From My Notebook, no. 12
“Is money-making
the same as household-management or a part of it or subsidiary to it? And it is subsidiary, is it so in the
same way as shuttle-making is subsidiary to weaving, or as bronze founding is
to the making of statues? For these two are not subsidiary in the same way; the
one provides instruments, the other provides the material, that is, the
substance out of which a product is made, as wool for the weaver, bronze for
the sculptor. It is obvious that
household management is not the same as money-making; it is the task of the one
to provide, the other to use; for what other activity than running the house is
going to make use of what is in the house?
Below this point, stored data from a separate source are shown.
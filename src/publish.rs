//! Publish orchestrator: the state machine that turns a site's declarative
//! configuration into a deployed static website.
//!
//! Single forward path, no retries within a run:
//!
//! ```text
//! START -> RENDERING -> SYNCING_STORAGE -> CONFIGURING_DNS -> DONE
//!                    \-> FAILED (from any state, terminal)
//! ```
//!
//! A failed render mutates nothing downstream. A storage failure after a
//! successful render leaves the site serving the previous deployment,
//! never half-written content. A DNS failure after storage succeeded is a
//! genuinely partial end state and is reported as FAILED so the operator
//! knows the site is hosted but not reachable under its intended name.

use async_trait::async_trait;
use tracing::{debug, error, info, warn};

use crate::contract::{
    Connection, DnsProvider, ObjectStore, PublishReport, Publisher, SiteStore,
};
use crate::dns::Provisioner;
use crate::error::{LoadError, PublishError, RenderError};
use crate::render::Renderer;
use crate::session::Registry;
use crate::site::Site;
use crate::storage::Reconciler;

/// Stages of one publish attempt.
#[derive(Debug, Clone, Copy, PartialEq, Eq)]
pub enum PublishStage {
    Start,
    Rendering,
    SyncingStorage,
    ConfiguringDns,
    Done,
    Failed,
}

impl PublishStage {
    fn notice_value(self) -> &'static str {
        match self {
            PublishStage::Start => "start",
            PublishStage::Rendering => "rendering",
            PublishStage::SyncingStorage => "syncing-storage",
            PublishStage::ConfiguringDns => "configuring-dns",
            PublishStage::Done => "done",
            PublishStage::Failed => "failed",
        }
    }
}

/// Owns the collaborators for publish runs. Explicitly constructed and
/// injected so tests can substitute fakes for every backend.
pub struct Orchestrator<St, S, D> {
    store: St,
    renderer: Renderer,
    reconciler: Reconciler<S>,
    /// `None` disables DNS provisioning (e.g. local preview publishes).
    dns: Option<Provisioner<D>>,
    registry: Registry,
    base_host: String,
}

impl<St, S, D> Orchestrator<St, S, D>
where
    St: SiteStore,
    S: ObjectStore,
    D: DnsProvider,
{
    pub fn new(
        store: St,
        renderer: Renderer,
        reconciler: Reconciler<S>,
        dns: Option<Provisioner<D>>,
        registry: Registry,
        base_host: impl Into<String>,
    ) -> Self {
        Self {
            store,
            renderer,
            reconciler,
            dns,
            registry,
            base_host: base_host.into(),
        }
    }

    /// Load the site for `identity`, locate its live observer (absence is
    /// normal) and run the pipeline to completion. Every failure is
    /// pushed to the observer as an error notice and returned to the
    /// caller as a single structured error.
    pub async fn publish_for(
        &self,
        identity: &str,
        site_id: i64,
    ) -> Result<PublishReport, PublishError> {
        let observer = self.registry.get(identity);
        let observer = observer.as_deref();

        let result = self.load_and_publish(identity, site_id, observer).await;
        if let Err(e) = &result {
            error!(identity, site_id, error = %e, "publish run failed");
            notify(observer, "error", &e.to_string()).await;
        }
        result
    }

    async fn load_and_publish(
        &self,
        identity: &str,
        site_id: i64,
        observer: Option<&dyn Connection>,
    ) -> Result<PublishReport, PublishError> {
        let site = self
            .store
            .load_site(identity, site_id)
            .await
            .map_err(|e| LoadError {
                identity: identity.to_string(),
                site_id,
                reason: e.to_string(),
            })?;
        self.publish(&site, observer).await
    }

    /// Run the publish state machine for an already-loaded site.
    pub async fn publish(
        &self,
        site: &Site,
        observer: Option<&dyn Connection>,
    ) -> Result<PublishReport, PublishError> {
        let mut stage = PublishStage::Start;
        notify(observer, "publish-start", &site.domain).await;

        // Build directory: ephemeral, destroyed on every exit path when
        // the guard drops.
        let build = tempfile::tempdir().map_err(RenderError::Io)?;

        transition(&mut stage, PublishStage::Rendering, site);
        let output_dir = self.renderer.render(site, build.path(), observer).await?;

        transition(&mut stage, PublishStage::SyncingStorage, site);
        notify(observer, "publish-status", stage.notice_value()).await;
        self.reconciler.ensure_public_endpoint(&site.domain).await?;
        let report = self.reconciler.sync(&site.domain, &output_dir).await?;

        if let Some(label) = site.managed_subdomain(&self.base_host) {
            transition(&mut stage, PublishStage::ConfiguringDns, site);
            notify(observer, "publish-status", stage.notice_value()).await;
            match &self.dns {
                Some(provisioner) => provisioner.ensure_cname(label).await?,
                None => warn!(domain = %site.domain, "dns provisioning disabled; skipping CNAME"),
            }
        }

        transition(&mut stage, PublishStage::Done, site);
        info!(
            domain = %site.domain,
            uploaded = report.uploaded,
            deleted = report.deleted,
            "site published"
        );
        notify(observer, "publish-success", &site.domain).await;

        Ok(PublishReport {
            domain: site.domain.clone(),
            uploaded: report.uploaded,
            deleted: report.deleted,
        })
    }

    /// Tear a published site down: empty and remove its bucket, then drop
    /// the CNAME for managed subdomains. Idempotent, like the operations
    /// it builds on.
    pub async fn teardown(&self, identity: &str, site_id: i64) -> Result<(), PublishError> {
        let site = self
            .store
            .load_site(identity, site_id)
            .await
            .map_err(|e| LoadError {
                identity: identity.to_string(),
                site_id,
                reason: e.to_string(),
            })?;

        self.reconciler.remove_all(&site.domain).await?;

        if site.managed_subdomain(&self.base_host).is_some() {
            if let Some(provisioner) = &self.dns {
                provisioner.remove_cname(&site.domain).await?;
            }
        }
        info!(domain = %site.domain, "site torn down");
        Ok(())
    }
}

#[async_trait]
impl<St, S, D> Publisher for Orchestrator<St, S, D>
where
    St: SiteStore,
    S: ObjectStore,
    D: DnsProvider,
{
    async fn publish_for(
        &self,
        identity: &str,
        site_id: i64,
    ) -> Result<PublishReport, PublishError> {
        Orchestrator::publish_for(self, identity, site_id).await
    }
}

fn transition(stage: &mut PublishStage, next: PublishStage, site: &Site) {
    debug!(domain = %site.domain, from = ?stage, to = ?next, "publish stage transition");
    *stage = next;
}

/// Push a `notice <key>=<value>` frame to the observer, if any. A failed
/// push is logged and ignored, never fatal to the pipeline.
pub async fn notify(observer: Option<&dyn Connection>, key: &str, value: &str) {
    if let Some(conn) = observer {
        if let Err(e) = conn.send(&format!("notice {key}={value}")).await {
            warn!(key, error = ?e, "failed to push notice to observer");
        }
    }
}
But whether money-making is part of
management or a different kind of activity altogether – that is a debateable
question, if, that is to say, it is the money-maker’s task to look around and
to see from what sources money and property may be derived.” (Aristotle: 4th century BCE: 1962. “The
Politics”, Book 1, Chapter 8, pp. 38. Translated by J. A. Sinclair, Penguin
Classics, Harmondsworth).
Comment
This is one of many
other paragraphs I could cite where `Aristotle mentions en passant of his main
thesis various activities that constituted separate established functions from
farming or shepherding, the principal activities of the established communities
with which he and his readers were familiar.
Reading this
extract I was struck by its relevance to my ‘debate’ last yearwith David
Graeber’s severe criticism of Adam Smith for his statements about the social
evolution and roles of “truck, barter, and exchange” in Wealth Of Nations (ch.
1, Book 1).
David Graeber makes
great play in his severe criticism of Smith for stating in 1776 that “trade”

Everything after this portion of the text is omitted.